ソフトバンクの孫正義社長は10月30日,子会社のBBテクノロジーが8月に商用サービスを始めた12メガのADSL(asymmetric digital subscriber line)サービス加入者が,約20万件に達したことを明らかにした。さらに,「20万件のうち,干渉問題でのクレームはまだ1件も受けていない」と言明。ISDNやADSLの異なる通信方式間の干渉問題を巡ってつばぜり合いが続く中,同社の主張の正当性を強調した。

 孫社長は同時に,ADSLサービス「Yahoo! BB」全体で9月の新規加入者が12万5000,10月は9月以上の数の加入者を獲得したと説明。
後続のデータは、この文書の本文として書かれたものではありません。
//! Arbitrary shell commands on a single host.

use std::sync::Arc;
use std::time::Duration;

use serde::Serialize;
use tracing::{debug, warn};

use crate::error::MonitorError;
use crate::framer::{MarkerFramer, TRAILER_WINDOW};
use crate::host::HostTarget;
use crate::session::{self, CaptureLimits};
use crate::transport::Transport;

/// Exit status `ssh` reserves for its own failures.
const TRANSPORT_FAILURE_CODE: i32 = 255;

#[derive(Debug, Clone)]
pub struct CommandInvocation {
    pub host: HostTarget,
    pub command: String,
    pub working_dir: Option<String>,
    pub timeout: Duration,
}

#[derive(Debug, Clone, PartialEq, Eq, Serialize)]
pub struct ExecutionResult {
    pub ok: bool,
    pub exit_code: Option<i32>,
    pub stdout: String,
    pub stderr: String,
    /// Working directory the command ended in.
    pub cwd: String,
    #[serde(skip_serializing_if = "Option::is_none")]
    pub error: Option<String>,
}

impl ExecutionResult {
    fn failed(error: &MonitorError, cwd: String) -> Self {
        Self {
            ok: false,
            exit_code: None,
            stdout: String::new(),
            stderr: String::new(),
            cwd,
            error: Some(error.to_string()),
        }
    }
}

pub struct RemoteCommandExecutor {
    transport: Arc<dyn Transport>,
    output_cap: usize,
}

impl RemoteCommandExecutor {
    pub fn new(transport: Arc<dyn Transport>, output_cap: usize) -> Self {
        Self {
            transport,
            output_cap,
        }
    }

    /// Runs the command to completion. Never fails: every failure is
    /// reported through `ExecutionResult::error`.
    pub async fn execute(&self, invocation: &CommandInvocation) -> ExecutionResult {
        let host = &invocation.host;
        let working_dir = invocation
            .working_dir
            .as_deref()
            .filter(|dir| !dir.is_empty());
        let requested_cwd = working_dir.unwrap_or_default().to_string();

        let framer = MarkerFramer::new();
        let remote = framer.remote_command(&invocation.command, working_dir);
        debug!("{} exec {:?}", host, invocation.command);

        let limits = CaptureLimits {
            stdout_cap: self.output_cap,
            stdout_tail: TRAILER_WINDOW,
            stderr_cap: self.output_cap,
        };
        let output = match session::run(
            self.transport.exec(host, &remote),
            None,
            limits,
            invocation.timeout,
        )
        .await
        {
            Ok(output) => output,
            Err(e) => {
                warn!("{} exec failed: {}", host, e);
                return ExecutionResult::failed(&e, requested_cwd);
            }
        };

        let framed = framer.parse(&output.stdout);
        let stdout = output.stdout.render(framed.output_end);
        let stderr = output.stderr.render_all();
        let (exit_code, cwd) = match framed.trailer {
            Some(trailer) => (Some(trailer.exit_code), trailer.cwd),
            None => {
                // Killed before the trailer printed, or the transport itself
                // failed; fall back to the transport's exit status.
                let code = output
                    .status
                    .code()
                    .filter(|code| *code != TRANSPORT_FAILURE_CODE);
                (code, requested_cwd)
            }
        };

        let error = if exit_code == Some(0) {
            None
        } else {
            let error = MonitorError::exited(exit_code.or(output.status.code()), &stderr, "");
            debug!("{} command failed: {}", host, error);
            Some(error.to_string())
        };
        ExecutionResult {
            ok: error.is_none(),
            exit_code,
            stdout,
            stderr,
            cwd,
            error,
        }
    }
}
「8メガから12メガへの乗り換えユーザーも増えており,12メガの加入者は約20万件になった」と現状を明らかにした。

 その上で孫社長は干渉問題について,「20万人が使って1件もクレームがないなら,仮に100万人使ってもクレームは多くて数件止まりだろう。干渉があるとする一部の議論は,特殊な条件を設定した机上の空論であることが確実になった」と主張。「1件もクレームはない」というフレーズを繰り返して,同社が採用した通信方式であるAnnex.A.exの正当性を訴えた。

 ADSLの通信方式を巡る議論は,日本でADSLサービスが始まった99年から続いている。ADSLの通信方式は大きく分けて,米国,韓国などで使われているITU-T G.992.1 Annex.A方式と,日本向け仕様として策定された同Annex.C方式がある。12メガ版ADSLでも,Annex.Aの拡張版である「Annex.A.ex」を採用したBBテクノロジーと,Annex.Cの拡張版を採用したその他のADSLサービス事業者との間で,両方式間の干渉問題や標準化を巡る議論が起こっている。8月には,民間標準化団体の情報通信技術委員会(TTC)を巻き込んだ訴訟問題にまで発展した。